Trends in unintentional injury-related mortality rates in the metropolitan and non-metropolitan areas of Japan from 1999 to 2023
View abstract on PubMed
Summary
This summary is machine-generated.Unintentional injury mortality rates declined in Japan from 1999-2023. While non-metropolitan areas initially had higher rates, the gap narrowed, especially for traffic injuries and suffocation.
Area Of Science
- Public Health
- Epidemiology
- Demography
Background
- No prior studies examined unintentional injury mortality trends related to urbanization in Japan.
- Investigated mortality differences between metropolitan and non-metropolitan areas.
Purpose Of The Study
- To analyze trends in unintentional injury mortality rates in Japan.
- To compare these trends between metropolitan and non-metropolitan areas.
Main Methods
- Retrospective analysis of Japanese Vital Statistics data (1999-2023).
- Examined mortality for all unintentional injuries, traffic injuries, falls, drowning, and suffocation.

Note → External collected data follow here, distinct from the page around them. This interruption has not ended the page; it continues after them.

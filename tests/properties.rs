//! Property tests for the grouping invariants.

mod support;

use std::collections::{BTreeMap, BTreeSet, HashSet};

use proptest::prelude::*;
use ringfinder::rules::{
    BlockingSpec, CompoundPredicate, FuzzySpec, KeyColumn, SimilarityClause, TemporalSpec,
};
use ringfinder::similarity::SimilarityMetric;
use ringfinder::{ClusteringStrategy, Rule, RuleEngine, Table, Value};
use support::flagged;

fn phone_rule(threshold: usize) -> Rule {
    Rule::exact_key("phone", vec![KeyColumn::verbatim("phone")]).with_threshold(threshold)
}

fn phone_table(rows: &[(u8, u8)]) -> Table {
    Table::with_rows(
        ["phone", "buyer_id"],
        rows.iter()
            .map(|(phone, buyer)| vec![Value::text(format!("p{phone}")), Value::text(format!("b{buyer}"))])
            .collect(),
    )
    .unwrap()
}

fn burst_rule(threshold: usize) -> Rule {
    Rule::temporal_window(
        "burst",
        TemporalSpec {
            partition: KeyColumn::verbatim("ip"),
            time_columns: vec!["t".to_string()],
            window_secs: 600,
            anchor: Default::default(),
            advance: Default::default(),
        },
    )
    .with_threshold(threshold)
}

fn burst_table(rows: &[(u8, i64, u8)]) -> Table {
    Table::with_rows(
        ["ip", "t", "buyer_id"],
        rows.iter()
            .map(|(ip, t, buyer)| {
                vec![
                    Value::text(format!("ip{ip}")),
                    Value::Timestamp(*t),
                    Value::text(format!("b{buyer}")),
                ]
            })
            .collect(),
    )
    .unwrap()
}

fn address_rule(strategy: ClusteringStrategy) -> Rule {
    Rule::fuzzy_cluster(
        "address",
        FuzzySpec {
            name_column: None,
            address_column: "address".to_string(),
            value_column: None,
            blocking: BlockingSpec {
                name_words: 0,
                address_words: 0,
                include_value: false,
            },
            predicate: CompoundPredicate {
                name: None,
                address: SimilarityClause::new(SimilarityMetric::Ratio, 70),
                exact_address_shortcut: true,
                value: None,
            },
            strategy,
        },
    )
    .with_threshold(2)
}

fn address_strategy() -> impl Strategy<Value = Vec<(String, u8)>> {
    prop::collection::vec(("[ab]{3,5}", 0u8..6), 0..24)
}

fn phone_rows() -> impl Strategy<Value = Vec<(u8, u8)>> {
    prop::collection::vec((0u8..4, 0u8..8), 0..40)
}

proptest! {
    #[test]
    fn exact_key_flags_exactly_the_qualifying_partitions(rows in phone_rows(), threshold in 1usize..5) {
        let mut buyers: BTreeMap<u8, BTreeSet<String>> = BTreeMap::new();
        for (phone, buyer) in &rows {
            buyers.entry(*phone).or_default().insert(format!("b{buyer}"));
        }
        let expected: BTreeSet<String> = buyers
            .values()
            .filter(|set| set.len() >= threshold)
            .flat_map(|set| set.iter().cloned())
            .collect();

        let evaluation = RuleEngine::default().evaluate(&phone_rule(threshold), &phone_table(&rows));
        let got: BTreeSet<String> = flagged(&evaluation).into_iter().collect();
        prop_assert_eq!(got, expected);
    }

    #[test]
    fn exact_key_is_idempotent_and_order_independent(rows in phone_rows()) {
        let engine = RuleEngine::default();
        let rule = phone_rule(3);
        let first = flagged(&engine.evaluate(&rule, &phone_table(&rows)));
        let second = flagged(&engine.evaluate(&rule, &phone_table(&rows)));
        let reversed: Vec<_> = rows.iter().rev().copied().collect();
        let third = flagged(&engine.evaluate(&rule, &phone_table(&reversed)));
        prop_assert_eq!(&first, &second);
        prop_assert_eq!(&first, &third);
    }

    #[test]
    fn raising_the_threshold_never_grows_the_result(
        rows in phone_rows(),
        bursts in prop::collection::vec((0u8..3, 0i64..3_600, 0u8..8), 0..40),
        threshold in 1usize..5,
    ) {
        let engine = RuleEngine::default();
        let table = phone_table(&rows);
        let lower: HashSet<String> = flagged(&engine.evaluate(&phone_rule(threshold), &table)).into_iter().collect();
        let higher: HashSet<String> = flagged(&engine.evaluate(&phone_rule(threshold + 1), &table)).into_iter().collect();
        prop_assert!(higher.is_subset(&lower));

        let table = burst_table(&bursts);
        let lower: HashSet<String> = flagged(&engine.evaluate(&burst_rule(threshold), &table)).into_iter().collect();
        let higher: HashSet<String> = flagged(&engine.evaluate(&burst_rule(threshold + 1), &table)).into_iter().collect();
        prop_assert!(higher.is_subset(&lower));
    }

    #[test]
    fn flagged_bursts_fit_one_window(
        bursts in prop::collection::vec((0u8..3, 0i64..3_600, 0u8..8), 0..40),
        threshold in 1usize..4,
    ) {
        let table = burst_table(&bursts);
        let evaluation = RuleEngine::default().evaluate(&burst_rule(threshold), &table);
        let t = table.column("t").unwrap();
        for cluster in &evaluation.clusters {
            prop_assert!(cluster.distinct_count() >= threshold);
            let times: Vec<i64> = cluster
                .records
                .iter()
                .map(|id| table.value(*id, t).as_instant().unwrap())
                .collect();
            let anchor = times[0];
            prop_assert!(times.iter().all(|time| *time >= anchor && time - anchor <= 600));
        }
    }

    #[test]
    fn star_clusters_never_share_a_record(rows in address_strategy()) {
        let table = Table::with_rows(
            ["address", "buyer_id"],
            rows.iter()
                .map(|(address, buyer)| vec![Value::text(address.clone()), Value::text(format!("b{buyer}"))])
                .collect(),
        )
        .unwrap();
        for strategy in [ClusteringStrategy::Star, ClusteringStrategy::ConnectedComponents] {
            let evaluation = RuleEngine::default().evaluate(&address_rule(strategy), &table);
            let mut seen = HashSet::new();
            for cluster in &evaluation.clusters {
                for id in &cluster.records {
                    prop_assert!(seen.insert(*id), "record {} absorbed twice", id);
                }
            }
        }
    }
}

- Calculated age-standardized mortality rates and ratios between area types.
Main Results
- Overall unintentional injury, traffic injury, and suffocation mortality rates decreased.
- Non-metropolitan areas had higher rates for these injuries, but the decrease was more significant there.
- Metropolitan areas showed higher drowning mortality rates.
Conclusions
- Mortality disparity between metropolitan and non-metropolitan areas decreased for all unintentional injuries.
- Traffic injury and suffocation mortality reductions were more pronounced in non-metropolitan areas.